▸ **Exercise description**: Each of the entries below should be written out exactly as it reads.

Start of Input data

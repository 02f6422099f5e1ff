use std::fmt;
use std::str::FromStr;
use thiserror::Error;

/// Font slant, as in the CSS `font-style` property
#[derive(Debug, Clone, Copy, PartialEq, Eq, Default)]
pub enum FontStyle {
    #[default]
    Normal,
    Italic,
    Oblique,
}

impl FontStyle {
    pub fn as_str(&self) -> &'static str {
        match self {
            FontStyle::Normal => "normal",
            FontStyle::Italic => "italic",
            FontStyle::Oblique => "oblique",
        }
    }
}

/// Font description handed to a [`crate::measure::TextMeasurer`].
///
/// Written and parsed as the shorthand `<weight> <style> <size>px <family>`,
/// e.g. `400 normal 12px Arial`. Weight and style are optional.
#[derive(Debug, Clone, PartialEq)]
pub struct FontSpec {
    pub weight: u16,
    pub style: FontStyle,
    pub size_px: f64,
    pub family: String,
}

impl Default for FontSpec {
    fn default() -> Self {
        Self {
            weight: 400,
            style: FontStyle::Normal,
            size_px: 16.0,
            family: "sans-serif".to_string(),
        }
    }
}

#[derive(Error, Debug, PartialEq)]
pub enum FontSpecError {
    #[error("font spec is empty")]
    Empty,

    #[error("font spec is missing a size like 12px: {0}")]
    MissingSize(String),

    #[error("invalid font size: {0}")]
    InvalidSize(String),

    #[error("invalid font weight: {0}")]
    InvalidWeight(String),

    #[error("font spec is missing a family: {0}")]
    MissingFamily(String),
}

impl FromStr for FontSpec {
    type Err = FontSpecError;

    fn from_str(spec: &str) -> Result<FontSpec, FontSpecError> {
        let tokens: Vec<&str> = spec.split_whitespace().collect();
        if tokens.is_empty() {
            return Err(FontSpecError::Empty);
        }

        let size_idx = tokens
            .iter()
            .position(|t| t.ends_with("px"))
            .ok_or_else(|| FontSpecError::MissingSize(spec.to_string()))?;

        let mut font = FontSpec::default();
        for token in &tokens[..size_idx] {
            match token.to_ascii_lowercase().as_str() {
                "normal" => {}
                "bold" => font.weight = 700,
                "lighter" => font.weight = 300,
                "bolder" => font.weight = 800,
                "italic" => font.style = FontStyle::Italic,
                "oblique" => font.style = FontStyle::Oblique,
                other => {
                    font.weight = other
                        .parse()
                        .map_err(|_| FontSpecError::InvalidWeight(token.to_string()))?
                }
            }
        }

        let size = tokens[size_idx].trim_end_matches("px");
        font.size_px = match size.parse::<f64>() {
            Ok(px) if px.is_finite() && px > 0.0 => px,
            _ => return Err(FontSpecError::InvalidSize(tokens[size_idx].to_string())),
        };

        if size_idx + 1 >= tokens.len() {
            return Err(FontSpecError::MissingFamily(spec.to_string()));
        }
        font.family = tokens[size_idx + 1..].join(" ");

        Ok(font)
    }
}

impl fmt::Display for FontSpec {
    fn fmt(&self, f: &mut fmt::Formatter<'_>) -> fmt::Result {
        write!(
            f,
            "{} {} {}px {}",
            self.weight,
            self.style.as_str(),
            self.size_px,
            self.family
        )
    }
}

#[cfg(test)]
mod tests {
    use super::*;

    #[test]
    fn parse_full_shorthand() {
        let font: FontSpec = "400 normal 12px Arial".parse().unwrap();
        assert_eq!(font.weight, 400);
        assert_eq!(font.style, FontStyle::Normal);
        assert_eq!(font.size_px, 12.0);
        assert_eq!(font.family, "Arial");
    }

    #[test]
    fn parse_size_and_family_only() {
        let font: FontSpec = "14px Helvetica Neue".parse().unwrap();
        assert_eq!(font.weight, 400);
        assert_eq!(font.size_px, 14.0);
        assert_eq!(font.family, "Helvetica Neue");
    }

    #[test]
    fn parse_keywords() {
        let font: FontSpec = "bold italic 10.5px serif".parse().unwrap();
        assert_eq!(font.weight, 700);
        assert_eq!(font.style, FontStyle::Italic);
        assert_eq!(font.size_px, 10.5);
    }

    #[test]
    fn display_round_trips_through_parse() {
        let font: FontSpec = "700 oblique 12px Arial".parse().unwrap();
        assert_eq!(font.to_string(), "700 oblique 12px Arial");
        assert_eq!(font.to_string().parse::<FontSpec>().unwrap(), font);
    }

    #[test]
    fn parse_errors() {
        assert_eq!("".parse::<FontSpec>(), Err(FontSpecError::Empty));
        assert!(matches!(
            "400 Arial".parse::<FontSpec>(),
            Err(FontSpecError::MissingSize(_))
        ));
        assert!(matches!(
            "12px".parse::<FontSpec>(),
            Err(FontSpecError::MissingFamily(_))
        ));
        assert!(matches!(
            "-3px Arial".parse::<FontSpec>(),
            Err(FontSpecError::InvalidSize(_))
        ));
    }
}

End of Input data

▸ **Response box**:
repository 02f6422099f5e1ff
use std::fmt;
use std::str::FromStr;
use thiserror::Error;

/// Font slant, as in the CSS `font-style` property
#[derive(Debug, Clone, Copy, PartialEq, Eq, Default)]
pub enum FontStyle {
    #[default]
    Normal,
    Italic,
    Oblique,
}

impl FontStyle {
    pub fn as_str(&self) -> &'static str {
        match self {
            FontStyle::Normal => "normal",
            FontStyle::Italic => "italic",
            FontStyle::Oblique => "oblique",
        }
    }
}

/// Font description handed to a [`crate::measure::TextMeasurer`].
///
/// Written and parsed as the shorthand `<weight> <style> <size>px <family>`,
/// e.g. `400 normal 12px Arial`. Weight and style are optional.
#[derive(Debug, Clone, PartialEq)]
pub struct FontSpec {
    pub weight: u16,
    pub style: FontStyle,
    pub size_px: f64,
    pub family: String,
}

impl Default for FontSpec {
    fn default() -> Self {
        Self {
            weight: 400,
            style: FontStyle::Normal,
            size_px: 16.0,
            family: "sans-serif".to_string(),
        }
    }
}

#[derive(Error, Debug, PartialEq)]
pub enum FontSpecError {
    #[error("font spec is empty")]
    Empty,

    #[error("font spec is missing a size like 12px: {0}")]
    MissingSize(String),

    #[error("invalid font size: {0}")]
    InvalidSize(String),

    #[error("invalid font weight: {0}")]
    InvalidWeight(String),

    #[error("font spec is missing a family: {0}")]
    MissingFamily(String),
}

impl FromStr for FontSpec {
    type Err = FontSpecError;

    fn from_str(spec: &str) -> Result<FontSpec, FontSpecError> {
        let tokens: Vec<&str> = spec.split_whitespace().collect();
        if tokens.is_empty() {
            return Err(FontSpecError::Empty);
        }

        let size_idx = tokens
            .iter()
            .position(|t| t.ends_with("px"))
            .ok_or_else(|| FontSpecError::MissingSize(spec.to_string()))?;

        let mut font = FontSpec::default();
        for token in &tokens[..size_idx] {
            match token.to_ascii_lowercase().as_str() {
                "normal" => {}
                "bold" => font.weight = 700,
                "lighter" => font.weight = 300,
                "bolder" => font.weight = 800,
                "italic" => font.style = FontStyle::Italic,
                "oblique" => font.style = FontStyle::Oblique,
                other => {
                    font.weight = other
                        .parse()
                        .map_err(|_| FontSpecError::InvalidWeight(token.to_string()))?
                }
            }
        }

        let size = tokens[size_idx].trim_end_matches("px");
        font.size_px = match size.parse::<f64>() {
            Ok(px) if px.is_finite() && px > 0.0 => px,
            _ => return Err(FontSpecError::InvalidSize(tokens[size_idx].to_string())),
        };

        if size_idx + 1 >= tokens.len() {
            return Err(FontSpecError::MissingFamily(spec.to_string()));
        }
        font.family = tokens[size_idx + 1..].join(" ");

        Ok(font)
    }
}

impl fmt::Display for FontSpec {
    fn fmt(&self, f: &mut fmt::Formatter<'_>) -> fmt::Result {
        write!(
            f,
            "{} {} {}px {}",
            self.weight,
            self.style.as_str(),
            self.size_px,
            self.family
        )
    }
}

#[cfg(test)]
mod tests {
    use super::*;

    #[test]
    fn parse_full_shorthand() {
        let font: FontSpec = "400 normal 12px Arial".parse().unwrap();
        assert_eq!(font.weight, 400);
        assert_eq!(font.style, FontStyle::Normal);
        assert_eq!(font.size_px, 12.0);
        assert_eq!(font.family, "Arial");
    }

    #[test]
    fn parse_size_and_family_only() {
        let font: FontSpec = "14px Helvetica Neue".parse().unwrap();
        assert_eq!(font.weight, 400);
        assert_eq!(font.size_px, 14.0);
        assert_eq!(font.family, "Helvetica Neue");
    }

    #[test]
    fn parse_keywords() {
        let font: FontSpec = "bold italic 10.5px serif".parse().unwrap();
        assert_eq!(font.weight, 700);
        assert_eq!(font.style, FontStyle::Italic);
        assert_eq!(font.size_px, 10.5);
    }

    #[test]
    fn display_round_trips_through_parse() {
        let font: FontSpec = "700 oblique 12px Arial".parse().unwrap();
        assert_eq!(font.to_string(), "700 oblique 12px Arial");
        assert_eq!(font.to_string().parse::<FontSpec>().unwrap(), font);
    }

    #[test]
    fn parse_errors() {
        assert_eq!("".parse::<FontSpec>(), Err(FontSpecError::Empty));
        assert!(matches!(
            "400 Arial".parse::<FontSpec>(),
            Err(FontSpecError::MissingSize(_))
        ));
        assert!(matches!(
            "12px".parse::<FontSpec>(),
            Err(FontSpecError::MissingFamily(_))
        ));
        assert!(matches!(
            "-3px Arial".parse::<FontSpec>(),
            Err(FontSpecError::InvalidSize(_))
        ));
    }
}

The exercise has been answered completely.